DairyNZ chair and dairy farmer Jim van der Poel said it was best practice to carry out a review of an eradication programme of this scale and was also a commitment made to farmers at the start of the programme.
"Eradicating M. bovis is hard work but with the whole sector working together, we have made really good progress. It's important we capture what we've learned and utilise it for anything we might face in the future."
Beef + Lamb New Zealand chair Andrew Morrison said it supported the review.
"There's been a lot of good work by farmers and people involved in the programme and we have worked hard to make improvements. We have a philosophy of continuous improvement and this review is the next step in our journey."
Review panel chair Nicola Shadbolt said that it was important to consider what could be learnt from the M. bovis response, to strengthen New Zealand's biosecurity system.
"The government and farmers have committed a great deal of time and effort to eradicating M. bovis and it's been a significant undertaking for everyone involved.
"We can learn a lot from looking at the response overall and understanding what went well from the beginning, what changed as the Programme made improvements and what can be taken onboard for future biosecurity responses."
M. bovis Governance Group independent chair Kelvan Smith said the review has a different focus from previous reviews, such as analysis by the Technical Advisory Group, which focused on the possibility of eradication.
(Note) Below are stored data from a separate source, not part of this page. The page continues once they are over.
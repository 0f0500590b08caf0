//! Extraction of declared third-party dependencies and their validation
//! against the allow-list.
//!
//! Sources understood:
//! - Python modules: `import x.y`, `from x import y` (relative imports skipped)
//! - JS/TS modules: `import … from '…'`, `import '…'`, `require('…')`
//!   (relative and absolute paths skipped)
//! - `package.json` dependency tables
//! - `requirements*.txt`

use super::{AllowList, AllowListMatcher, Ecosystem};
use crate::core::{Language, Severity, Violation, ViolationKind};
use crate::parsing::{node_line, node_text, parse_python, walk_descendants};
use once_cell::sync::Lazy;
use regex::Regex;
use serde::Serialize;
use serde_json::Value;
use std::path::Path;

static JS_IMPORT_PATTERNS: Lazy<Vec<Regex>> = Lazy::new(|| {
    [
        r#"import\s+[^;]*?\s+from\s+['"]([^'"]+)['"]"#,
        r#"import\s+['"]([^'"]+)['"]"#,
        r#"require\s*\(\s*['"]([^'"]+)['"]\s*\)"#,
    ]
    .iter()
    .map(|pattern| Regex::new(pattern).expect("static import pattern"))
    .collect()
});

static REQUIREMENT_NAME: Lazy<Regex> =
    Lazy::new(|| Regex::new(r"^([A-Za-z0-9][A-Za-z0-9._-]*)").expect("static requirement pattern"));

const PACKAGE_JSON_TABLES: &[&str] = &["dependencies", "devDependencies", "peerDependencies"];

/// One dependency declaration found in a file.
#[derive(Clone, Debug, PartialEq, Eq, Serialize)]
pub struct DeclaredDependency {
    /// Package name checked against the allow-list.
    pub package: String,
    /// The full import path or requirement line it came from.
    pub declared_as: String,
    pub line: Option<usize>,
    pub ecosystem: Ecosystem,
}

impl DeclaredDependency {
    fn new(package: impl Into<String>, declared_as: impl Into<String>, line: Option<usize>, ecosystem: Ecosystem) -> Self {
        Self {
            package: package.into(),
            declared_as: declared_as.into(),
            line,
            ecosystem,
        }
    }
}

/// Kind of file the validator knows how to read declarations from.
#[derive(Clone, Copy, Debug, PartialEq, Eq)]
enum DeclarationSource {
    Module(Language),
    PackageJson,
    Requirements,
}

fn declaration_source(path: &Path) -> Option<DeclarationSource> {
    let file_name = path.file_name()?.to_str()?;
    if file_name == "package.json" {
        return Some(DeclarationSource::PackageJson);
    }
    if file_name.starts_with("requirements") && file_name.ends_with(".txt") {
        return Some(DeclarationSource::Requirements);
    }
    match Language::from_path(path) {
        Language::Unknown => None,
        language => Some(DeclarationSource::Module(language)),
    }
}

/// Dependencies declared in `text`, which was read from `path`.
pub fn extract_dependencies(path: &Path, text: &str) -> Vec<DeclaredDependency> {
    match declaration_source(path) {
        Some(DeclarationSource::Module(Language::Python)) => python_imports(text),
        Some(DeclarationSource::Module(_)) => javascript_imports(text),
        Some(DeclarationSource::PackageJson) => package_json_dependencies(path, text),
        Some(DeclarationSource::Requirements) => requirements(text),
        None => Vec::new(),
    }
}

fn python_imports(text: &str) -> Vec<DeclaredDependency> {
    let tree = match parse_python(text) {
        Ok(tree) if !tree.root_node().has_error() => tree,
        _ => {
            tracing::debug!("Skipping import extraction for unparseable Python unit");
            return Vec::new();
        }
    };

    let mut found = Vec::new();
    walk_descendants(tree.root_node(), &mut |node| match node.kind() {
        "import_statement" => {
            let mut cursor = node.walk();
            for name in node.children_by_field_name("name", &mut cursor) {
                let dotted = match name.kind() {
                    "aliased_import" => name.child_by_field_name("name"),
                    _ => Some(name),
                };
                if let Some(dotted) = dotted {
                    push_python_module(&mut found, node_text(&dotted, text), node_line(&node));
                }
            }
        }
        "import_from_statement" => {
            if let Some(module) = node.child_by_field_name("module_name") {
                if module.kind() == "dotted_name" {
                    push_python_module(&mut found, node_text(&module, text), node_line(&node));
                }
            }
        }
        _ => {}
    });
    found
}

fn push_python_module(found: &mut Vec<DeclaredDependency>, module: &str, line: usize) {
    if let Some(package) = module.split('.').next().filter(|p| !p.is_empty()) {
        found.push(DeclaredDependency::new(package, module, Some(line), Ecosystem::Python));
    }
}

fn javascript_imports(text: &str) -> Vec<DeclaredDependency> {
    let mut found: Vec<(usize, DeclaredDependency)> = Vec::new();
    for pattern in JS_IMPORT_PATTERNS.iter() {
        for captures in pattern.captures_iter(text) {
            let Some(specifier) = captures.get(1) else {
                continue;
            };
            let path = specifier.as_str();
            if path.starts_with('.') || path.starts_with('/') {
                continue;
            }
            let line = text[..specifier.start()].matches('\n').count() + 1;
            let package = javascript_package_name(path);
            if found
                .iter()
                .any(|(offset, _)| *offset == specifier.start())
            {
                continue;
            }
            found.push((
                specifier.start(),
                DeclaredDependency::new(package, path, Some(line), Ecosystem::Node),
            ));
        }
    }
    found.sort_by_key(|(offset, _)| *offset);
    found.into_iter().map(|(_, dep)| dep).collect()
}

/// `@scope/name/sub` → `@scope/name`; `name/sub` → `name`.
fn javascript_package_name(specifier: &str) -> String {
    let mut segments = specifier.split('/');
    match (segments.next(), segments.next()) {
        (Some(scope), Some(name)) if scope.starts_with('@') => format!("{scope}/{name}"),
        (Some(name), _) => name.to_string(),
        _ => specifier.to_string(),
    }
}

fn package_json_dependencies(path: &Path, text: &str) -> Vec<DeclaredDependency> {
    let manifest: Value = match serde_json::from_str(text) {
        Ok(value) => value,
        Err(e) => {
            tracing::warn!(path = %path.display(), error = %e, "Could not parse package.json");
            return Vec::new();
        }
    };

    PACKAGE_JSON_TABLES
        .iter()
        .filter_map(|table| manifest.get(*table).and_then(Value::as_object))
        .flat_map(|deps| deps.iter())
        .map(|(name, version)| {
            let declared = format!("{name}@{}", version.as_str().unwrap_or("*"));
            DeclaredDependency::new(name.clone(), declared, None, Ecosystem::None)
        })
        .collect()
}

fn requirements(text: &str) -> Vec<DeclaredDependency> {
    text.lines()
        .enumerate()
        .filter_map(|(idx, raw)| {
            let line = raw.trim();
            if line.is_empty() || line.starts_with('#') || line.starts_with('-') {
                return None;
            }
            REQUIREMENT_NAME.captures(line).map(|caps| {
                DeclaredDependency::new(&caps[1], line, Some(idx + 1), Ecosystem::None)
            })
        })
        .collect()
}

/// Flags declared dependencies that are neither allow-listed nor builtin.
#[derive(Debug, Clone)]
pub struct DependencyValidator {
    allow_list: AllowList,
    strict: bool,
}

impl DependencyValidator {
    pub fn new(allow_list: AllowList, strict: bool) -> Self {
        Self { allow_list, strict }
    }

    pub fn allow_list(&self) -> &AllowList {
        &self.allow_list
    }

    pub fn validate_file(&self, path: &Path, text: &str) -> Vec<Violation> {
        extract_dependencies(path, text)
            .into_iter()
            .filter_map(|dependency| self.check(path, &dependency))
            .collect()
    }

    fn check(&self, path: &Path, dependency: &DeclaredDependency) -> Option<Violation> {
        let matcher = AllowListMatcher::new(&self.allow_list, dependency.ecosystem);
        if matcher.is_approved(&dependency.package) {
            return None;
        }

        let severity = if self.strict {
            Severity::Critical
        } else {
            Severity::Medium
        };
        let mut violation = Violation::new(
            path.display().to_string(),
            ViolationKind::UnauthorizedDependency,
            severity,
            format!(
                "Unauthorized dependency '{}' (declared as '{}')",
                dependency.package, dependency.declared_as
            ),
        );
        if !self.strict {
            violation = violation.non_blocking();
        }
        if let Some(line) = dependency.line {
            violation = violation.at_line(line);
        }

        let suggestions = matcher.suggest(&dependency.package);
        violation = if suggestions.is_empty() {
            violation.with_remediation(format!(
                "Remove '{}' or have it added to the allow-list",
                dependency.package
            ))
        } else {
            let described: Vec<String> = suggestions
                .iter()
                .map(|name| match self.allow_list.category_of(name) {
                    Some(category) => format!("{name} ({category})"),
                    None => name.clone(),
                })
                .collect();
            violation.with_remediation(format!(
                "Replace with an approved alternative: {}",
                described.join(", ")
            ))
        };
        Some(violation)
    }
}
"The eradication programme is going well, as shown by the reduced number of farms under controls over the past year. Everyone involved has played their part and I thank everyone for their efforts to date."
Federated Farmers, who called for an independent review in 2018, is pleased the government is committed to finding out what more can be learnt from the country's handling of the response
The organisation's president Andrew Hoggard said it has been a long time coming.
"We've all learnt a lot from this biosecurity response, not just MPI. This will not be a witch-hunt to highlight all the things that didn't go well. Rather it's an effort to capture what we have learned so we can all be better prepared."
The review is expected to take at least six months and will be shared publicly once completed.